Keywords: water quality, online sensors, microorganism, water supply, monitoring, water reuse

1. Introduction

As water quality perturbations related to rapid population growth and polluted freshwater resources continue to increase throughout the world, effective potable water quality monitoring and advanced treatment have become critical for the water industry. Also, due to extreme water scarcity/water stress, direct potable reuse (DPR) is now being considered to boost supplies of drinking water. However, a major concern in safeguarding water purity is the real-time detection of microbial contaminants. Currently there is no available technology that will specifically identify a microorganism in real-time. Thus, it is critical to investigate the operation and performance of some commercially available online sensor technologies to ensure that they are in fact suitable for the intended use. This information will be essential to broaden our understanding of the role of early warning systems to monitor microbial contaminants in real-time.

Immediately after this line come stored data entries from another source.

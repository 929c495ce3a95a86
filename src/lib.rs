//! Driver for the SSD1331 96x64 16-bit color OLED controller over SPI.
//!
//! ```ignore
//! use fugit::RateExtU32;
//! use ssd1331::{Color, NoChipSelect, Ssd1331};
//!
//! let mut oled = Ssd1331::new(host, "/dev/spidev0.0", 10.MHz(), rst, dc, None::<NoChipSelect>, delay);
//! oled.init()?;
//! oled.set_circle(48, 32, 20, Color::GREEN)?;
//! oled.display()?;
//! ```
//!
//! See [`ssd1331`] for the details of the command and drawing model.

pub mod ssd1331;

pub use crate::ssd1331::color::Color;
pub use crate::ssd1331::driver::{Ssd1331, INIT_SEQUENCE};
pub use crate::ssd1331::error::{DisplayError, Error};
pub use crate::ssd1331::graphics::Framebuffer;
pub use crate::ssd1331::host::{BusConfig, Host};
pub use crate::ssd1331::interface::{DisplayInterface, NoChipSelect};
pub use crate::ssd1331::status::{DisplayMode, Power, Scroll, ScrollStep, Status};
pub use crate::ssd1331::{BUFFER_LEN, HEIGHT, WIDTH};
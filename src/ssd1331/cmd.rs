pub struct Cmd;
impl Cmd {
    // Init
    pub const SET_COLUMN_ADDRESS: u8 = 0x15;
    pub const SET_ROW_ADDRESS: u8 = 0x75;
    pub const MASTER_CURRENT: u8 = 0x87;
    pub const REMAP_COLOR_DEPTH: u8 = 0xA0;
    pub const DISPLAY_START_LINE: u8 = 0xA1;
    pub const DISPLAY_OFFSET: u8 = 0xA2;
    pub const MULTIPLEX_RATIO: u8 = 0xA8;
    pub const MASTER_CONFIG: u8 = 0xAD;
    pub const POWER_SAVE_MODE: u8 = 0xB0;
    pub const PHASE_PERIOD: u8 = 0xB1;
    pub const CLOCK_DIVIDER: u8 = 0xB3;
    pub const PRE_CHARGE_LEVEL: u8 = 0xBB;
    pub const VCOMH: u8 = 0xBE;

    // Power
    pub const DISPLAY_ON_DIM: u8 = 0xAC;
    pub const DISPLAY_OFF: u8 = 0xAE;
    pub const DISPLAY_ON: u8 = 0xAF;
    pub const DIM_MODE_SETTING: u8 = 0xAB;

    // Contrast
    pub const CONTRAST_A: u8 = 0x81;
    pub const CONTRAST_B: u8 = 0x82;
    pub const CONTRAST_C: u8 = 0x83;

    // Graphic acceleration
    pub const DRAW_RECTANGLE: u8 = 0x22;
    pub const FILL_ENABLE: u8 = 0x26;
    pub const CONTINUOUS_SCROLL_SETUP: u8 = 0x27;
    pub const DEACTIVATE_SCROLL: u8 = 0x2E;
    pub const ACTIVATE_SCROLL: u8 = 0x2F;

    // Interface
    pub const COMMAND_LOCK: u8 = 0xFD;
}

/*
Datasheet 9.1 has these too, unused here:
0x21 - Draw Line
0x23 - Copy
0x24 - Dim Window
0x25 - Clear Window
0x8A - Second Pre-charge Speed
*/
/// Power-on sequence, sent as one command transfer
pub const INIT_SEQUENCE: [u8; 31] = [
    Cmd::DISPLAY_OFF,
    Cmd::SET_COLUMN_ADDRESS,
    0x00,
    (WIDTH - 1) as u8,
    Cmd::SET_ROW_ADDRESS,
    0x00,
    (HEIGHT - 1) as u8,
    Cmd::MASTER_CURRENT,
    Flag::MASTER_CURRENT_HALF,
    Cmd::REMAP_COLOR_DEPTH,
    Flag::REMAP_65K_COLOR,
    Cmd::DISPLAY_START_LINE,
    Flag::START_LINE_TOP,
    Cmd::DISPLAY_OFFSET,
    Flag::DISPLAY_OFFSET_NONE,
    DisplayMode::Normal as u8,
    Cmd::MULTIPLEX_RATIO,
    Flag::MULTIPLEX_64,
    Cmd::MASTER_CONFIG,
    Flag::MASTER_CONFIG_EXTERNAL_VCC,
    Cmd::POWER_SAVE_MODE,
    Flag::POWER_SAVE_DISABLE,
    Cmd::PHASE_PERIOD,
    Flag::PHASE_PERIOD_DEFAULT,
    Cmd::CLOCK_DIVIDER,
    Flag::CLOCK_DIVIDER_DEFAULT,
    Cmd::PRE_CHARGE_LEVEL,
    Flag::PRE_CHARGE_DEFAULT,
    Cmd::VCOMH,
    Flag::VCOMH_DEFAULT,
    Cmd::DISPLAY_ON,
];

/// Lifecycle of the bus session
#[derive(Clone, Copy, Debug, PartialEq, Eq)]
enum State {
    Uninitialized,
    Initializing,
    Ready,
    Closed,
}

/// SSD1331 OLED Display Driver
///
/// Main driver struct that owns the display interface, the framebuffer and the
/// cached [`Status`].
///
/// ## Type Parameters
///
/// - `H` - [`Host`] that opens and closes the SPI bus
/// - `RST` - Reset output pin
/// - `DC` - Data/Command output pin
/// - `CS` - Chip select output pin, see [`NoChipSelect`](crate::NoChipSelect)
/// - `DELAY` - Delay provider for timing
pub struct Ssd1331<H: Host, RST, DC, CS, DELAY> {
    host: H,
    address: String,
    frequency: HertzU32,
    interface: DisplayInterface<H::Bus, DC, RST, CS>,
    delay: DELAY,
    state: State,
    host_ready: bool,
    status: Status,
    framebuffer: Option<Framebuffer>,
}
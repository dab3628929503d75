//! The list function family. Indices are 1-based, as in the surface
//! language.

use machina_storage::{
    Element, FunctionClass, FunctionElement, Signature, ELEMENT_BACKGROUND, LIST_BACKGROUND,
    NUMBER_BACKGROUND,
};

/// `setnth(list, n, e)` — a new list with position `n` holding `e`.
///
/// `n` must be a natural number in `[1, length + 1]`; `length + 1`
/// appends. The input list is never modified.
pub struct SetNthFn {
    sig: Signature,
}

impl SetNthFn {
    pub fn new() -> Self {
        Self {
            sig: Signature::new(
                [LIST_BACKGROUND, NUMBER_BACKGROUND, ELEMENT_BACKGROUND],
                LIST_BACKGROUND,
            ),
        }
    }
}

impl Default for SetNthFn {
    fn default() -> Self {
        Self::new()
    }
}

impl FunctionElement for SetNthFn {
    fn name(&self) -> &str {
        "setnth"
    }

    fn fclass(&self) -> FunctionClass {
        FunctionClass::Derived
    }

    fn signature(&self) -> Option<&Signature> {
        Some(&self.sig)
    }

    fn value(&self, args: &[Element]) -> Element {
        let [list, index, item] = args else {
            return Element::Undef;
        };
        let (Some(list), Some(n)) = (list.as_list(), index.as_natural()) else {
            return Element::Undef;
        };
        if item.is_undef() || n < 1 || n > list.len() + 1 {
            return Element::Undef;
        }
        let mut items = list.items().to_vec();
        if n == list.len() + 1 {
            items.push(item.clone());
        } else {
            items[n - 1] = item.clone();
        }
        Element::list(items)
    }
}

/// `nth(list, n)` — the element at position `n`, or `undef` when out of
/// range.
pub struct NthFn {
    sig: Signature,
}

impl NthFn {
    pub fn new() -> Self {
        Self {
            sig: Signature::new([LIST_BACKGROUND, NUMBER_BACKGROUND], ELEMENT_BACKGROUND),
        }
    }
}

impl Default for NthFn {
    fn default() -> Self {
        Self::new()
    }
}

impl FunctionElement for NthFn {
    fn name(&self) -> &str {
        "nth"
    }

    fn fclass(&self) -> FunctionClass {
        FunctionClass::Derived
    }

    fn signature(&self) -> Option<&Signature> {
        Some(&self.sig)
    }

    fn value(&self, args: &[Element]) -> Element {
        let [list, index] = args else {
            return Element::Undef;
        };
        let (Some(list), Some(n)) = (list.as_list(), index.as_natural()) else {
            return Element::Undef;
        };
        if n < 1 {
            return Element::Undef;
        }
        list.get(n - 1).cloned().unwrap_or(Element::Undef)
    }
}

/// `take(list, n)` — a new list of the first `n` elements (all of them
/// when `n` exceeds the length).
pub struct TakeFn {
    sig: Signature,
}

impl TakeFn {
    pub fn new() -> Self {
        Self {
            sig: Signature::new([LIST_BACKGROUND, NUMBER_BACKGROUND], LIST_BACKGROUND),
        }
    }
}

impl Default for TakeFn {
    fn default() -> Self {
        Self::new()
    }
}

impl FunctionElement for TakeFn {
    fn name(&self) -> &str {
        "take"
    }

    fn fclass(&self) -> FunctionClass {
        FunctionClass::Derived
    }

    fn signature(&self) -> Option<&Signature> {
        Some(&self.sig)
    }

    fn value(&self, args: &[Element]) -> Element {
        let [list, count] = args else {
            return Element::Undef;
        };
        let (Some(list), Some(n)) = (list.as_list(), count.as_natural()) else {
            return Element::Undef;
        };
        let n = n.min(list.len());
        Element::list(list.items()[..n].to_vec())
    }
}

/// `drop(list, n)` — a new list without the first `n` elements.
pub struct DropFn {
    sig: Signature,
}

impl DropFn {
    pub fn new() -> Self {
        Self {
            sig: Signature::new([LIST_BACKGROUND, NUMBER_BACKGROUND], LIST_BACKGROUND),
        }
    }
}

impl Default for DropFn {
    fn default() -> Self {
        Self::new()
    }
}

impl FunctionElement for DropFn {
    fn name(&self) -> &str {
        "drop"
    }

    fn fclass(&self) -> FunctionClass {
        FunctionClass::Derived
    }

    fn signature(&self) -> Option<&Signature> {
        Some(&self.sig)
    }

    fn value(&self, args: &[Element]) -> Element {
        let [list, count] = args else {
            return Element::Undef;
        };
        let (Some(list), Some(n)) = (list.as_list(), count.as_natural()) else {
            return Element::Undef;
        };
        let n = n.min(list.len());
        Element::list(list.items()[n..].to_vec())
    }
}

/// `reverse(list)` — a new list in reverse order.
pub struct ReverseFn {
    sig: Signature,
}

impl ReverseFn {
    pub fn new() -> Self {
        Self {
            sig: Signature::new([LIST_BACKGROUND], LIST_BACKGROUND),
        }
    }
}

impl Default for ReverseFn {
    fn default() -> Self {
        Self::new()
    }
}

impl FunctionElement for ReverseFn {
    fn name(&self) -> &str {
        "reverse"
    }

    fn fclass(&self) -> FunctionClass {
        FunctionClass::Derived
    }

    fn signature(&self) -> Option<&Signature> {
        Some(&self.sig)
    }

    fn value(&self, args: &[Element]) -> Element {
        let [list] = args else {
            return Element::Undef;
        };
        let Some(list) = list.as_list() else {
            return Element::Undef;
        };
        let mut items = list.items().to_vec();
        items.reverse();
        Element::list(items)
    }
}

Bacteria are prokaryotic microorganisms that are the least complex of living microbes but offer the greatest metabolic flexibility and diversity. Bacteria can thrive within a variety of environments, including potable water distribution systems [1]. Despite deliberate disinfection of water via chlorine by utilities, almost all potable water within distribution systems can still contain vast populations of bacteria of up to 106 culturable cells per mL. Most of these bacteria pose no threat to human health, and function as living ecosystems within the distribution system [1], however, pathogenic bacteria can also be found within potable water because of intrusion events due to accidental pipe breakage, or perhaps even deliberate contamination via terrorist activities. More recently, enhanced national and international water shortages have resulted in reclaimed water being utilized for potable reuse. Prior to potable reuse, the reclaimed water must be subjected to advanced treatment to remove both chemical contaminants and potential microbial pathogens. For example, UV advanced oxidation is known to be effective for the inactivation of viruses, bacteria and protozoa [2], and the degradation of organic micro- pollutants [3]. However, all advanced treatment options, including advanced oxidation and membrane filtration, can be subject to incremental failure that can result in progressively less efficient removal of contaminants. For all these reasons, to safeguard potable water and reduce consumer vulnerability, on-line sensors must be utilized for real-time detection of both chemical and microbial contaminants.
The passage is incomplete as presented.